With that, and France’s struggles to break a stern, laborious English defence down, the second-half filtered away to a virtual non-event. There was an array of long-range shooting from Benzema, but nothing too threatening to Joe Hart whose possible error for Nasri’s goal, despite claims he couldn’t see it, was very impressive when called upon in the English goal.
Both sides made very late subs when considered the direction the game was going in and the searing heat, but it was an indication that the two manager’s would rather settle for the share of points rather than risk a possible counter-attack in search of a winner. The delay in bringing on Theo Walcott to the last-minute was a surprise however; his pace would have tested Mexes and Rami had he been given more time to make an impact.
France’s Star Man
Samir Nasri– was excellent at drifting into little pockets of space between the lines and this tournament, after the displays of Ozil and Sneijder on Saturday, is becoming a hunting-ground for that type of attacking midfielder. He was available in all areas of the pitch to receive a total of 97 passes, and created 8 chances in the final third, the most in one game at these finals behind Sneijder’s excellent showing against Denmark. England didn’t really know how to pick up his constant movement without distorting their highly organised shape, so he was allowed to persistently buzz around the attacking areas, ultimately scoring the equalising goal.
England’s Star Man
Scott Parker– the Spurs man was his effervescent self at tenaciously breaking play up and tracking France’s highly gifted technical players in attacking areas. He wasn’t specifically watching a man, just the area in between his midfield line (occupied by Gerrard) and his defensive one. When Franck Ribery tried to break infield to escape the attention of Glenn Johnson and James Milner, he would be met by Parker’s presence, rendering the Bayern Munich man almost ineffectual, apart from a number of cheap free-kicks he was awarded. Subbed after a gigantic disciplined display in the heat, he will deserve the days off before the Sweden game.
What to expect in the upcoming games
France didn’t look too bad here and showed signs of a cohesive, fluid attacking unit that struggled in the face of a well-organised English defence. After Ukraine beat Sweden in their opening game, they may experience a similar opposition in Kiev on Friday, but the key will to be more ambitious in allowing Yohann Cabaye forward earlier in the game. The well-publicised “suspect” French defence wasn’t really tested here, but England got a clear opening after they attacked Alliou Diarra in the middle, his frailty could be tested if he was to face an attacking midfielder with more guile and presence than Ashley Young.

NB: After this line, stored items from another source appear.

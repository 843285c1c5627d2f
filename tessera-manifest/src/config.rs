//! Project configuration (`tessera.toml`).

use std::{
    path::{Path, PathBuf},
    str::FromStr,
};

use indexmap::IndexMap;
use miette::SourceSpan;
use serde::Deserialize;

use crate::{Error, Result, error::SourceContext, tree::MAX_DEPTH};

/// Default configuration file name.
pub const CONFIG_FILE: &str = "tessera.toml";

/// Root schema for tessera.toml
#[derive(Debug, Clone, Default, Deserialize)]
#[serde(deny_unknown_fields)]
pub struct Config {
    /// Where the generator reads from and writes to.
    #[serde(default)]
    pub generator: GeneratorConfig,

    /// Extra classification → template resource registrations.
    #[serde(default)]
    pub templates: IndexMap<String, String>,
}

/// The `[generator]` table.
#[derive(Debug, Clone, Deserialize)]
#[serde(deny_unknown_fields)]
pub struct GeneratorConfig {
    /// Type tree file.
    #[serde(default = "default_input")]
    pub input: PathBuf,
    /// Directory holding the template resources.
    #[serde(default = "default_templates")]
    pub templates: PathBuf,
    /// Path of the emitted document.
    #[serde(default = "default_output")]
    pub output: PathBuf,
    /// Maximum nesting depth of type nodes.
    #[serde(default = "default_max_depth")]
    pub max_depth: usize,
}

fn default_input() -> PathBuf {
    PathBuf::from("context.json")
}

fn default_templates() -> PathBuf {
    PathBuf::from("templates")
}

fn default_output() -> PathBuf {
    PathBuf::from("Source.cs")
}

fn default_max_depth() -> usize {
    MAX_DEPTH
}

impl Default for GeneratorConfig {
    fn default() -> Self {
        Self {
            input: default_input(),
            templates: default_templates(),
            output: default_output(),
            max_depth: default_max_depth(),
        }
    }
}

impl FromStr for Config {
    type Err = Box<Error>;

    fn from_str(s: &str) -> Result<Self> {
        parse_config(s, CONFIG_FILE)
    }
}

/// Parse a configuration from content with the given filename for error reporting.
pub fn parse_config(content: &str, filename: &str) -> Result<Config> {
    let source = SourceContext::new(content, filename);
    let config: Config = toml::from_str(content).map_err(|e| source.config_error(e))?;
    validate_config(&config, &source)?;
    Ok(config)
}

fn validate_config(config: &Config, source: &SourceContext) -> Result<()> {
    if config.generator.max_depth == 0 {
        return Err(source.validation_error(
            "`max_depth` must be at least 1",
            find_span(source.src(), "max_depth"),
        ));
    }

    for (classification, resource) in &config.templates {
        if classification.is_empty() {
            return Err(source.validation_error(
                "classification must not be empty",
                None,
            ));
        }
        if resource.is_empty() {
            return Err(source.validation_error(
                format!(
                    "template resource for '{}' must not be empty",
                    classification
                ),
                find_span(source.src(), classification),
            ));
        }
    }

    Ok(())
}

/// Find the first occurrence of a key in the source.
fn find_span(src: &str, key: &str) -> Option<SourceSpan> {
    src.find(key).map(|pos| SourceSpan::from((pos, key.len())))
}

/// A configuration file with the directory its relative paths resolve against.
#[derive(Debug, Clone)]
pub struct ConfigFile {
    path: PathBuf,
    config: Config,
}

impl ConfigFile {
    /// Open and parse a configuration file.
    pub fn open(path: impl AsRef<Path>) -> Result<Self> {
        let path = path.as_ref().to_path_buf();
        let content = std::fs::read_to_string(&path).map_err(|e| {
            Box::new(Error::Io {
                path: path.clone(),
                source: e,
            })
        })?;
        let config = parse_config(&content, &path.display().to_string())?;
        Ok(Self { path, config })
    }

    /// Open a configuration file, falling back to defaults if it doesn't exist.
    pub fn open_or_default(path: impl AsRef<Path>) -> Result<Self> {
        let path = path.as_ref();
        if path.exists() {
            Self::open(path)
        } else {
            Ok(Self {
                path: path.to_path_buf(),
                config: Config::default(),
            })
        }
    }

    /// Get the file path.
    pub fn path(&self) -> &Path {
        &self.path
    }

    /// Get the parsed configuration.
    pub fn config(&self) -> &Config {
        &self.config
    }

    /// Directory relative paths are resolved against.
    pub fn base_dir(&self) -> &Path {
        match self.path.parent() {
            Some(parent) if !parent.as_os_str().is_empty() => parent,
            _ => Path::new("."),
        }
    }

    /// Resolve a configured path against the config file's directory.
    pub fn resolve(&self, path: &Path) -> PathBuf {
        if path.is_absolute() {
            path.to_path_buf()
        } else {
            self.base_dir().join(path)
        }
    }

    /// Resolved type tree path.
    pub fn input_path(&self) -> PathBuf {
        self.resolve(&self.config.generator.input)
    }

    /// Resolved template directory.
    pub fn templates_dir(&self) -> PathBuf {
        self.resolve(&self.config.generator.templates)
    }

    /// Resolved output path.
    pub fn output_path(&self) -> PathBuf {
        self.resolve(&self.config.generator.output)
    }
}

England meanwhile face a different proposition in that they may have to change system. This was always going to be a “sit back and invite pressure” job, but Sweden may present a chance for Hodgson to release the inhibitions and get England further up the pitch as a prevailing attacking force. It is hard to imagine Ashley Young surviving in a central position after his poor performance here, and he may be shifted back out to the wing for Oxlade-Chamberlain who may not be needed for his pace against a deeper Swedish back-line.
Of course, that means a gap in attacking midfield, so Hodgson may be tempted to partner Welbeck with the direct option of Andy Carroll. This will give England more of a route from midfield to attack, and also allow Welbeck to see more service in central-areas. Defensively, there will be no need to keep the deep defensive line that was on display in the Donbass Arena, as Zlatan Ibrahimovic is a direct threat, he will not have the pace to play on the shoulder. A threat will come with his control and highly technical link-up, but England will be contented with keeping that as far away from the goal as possible.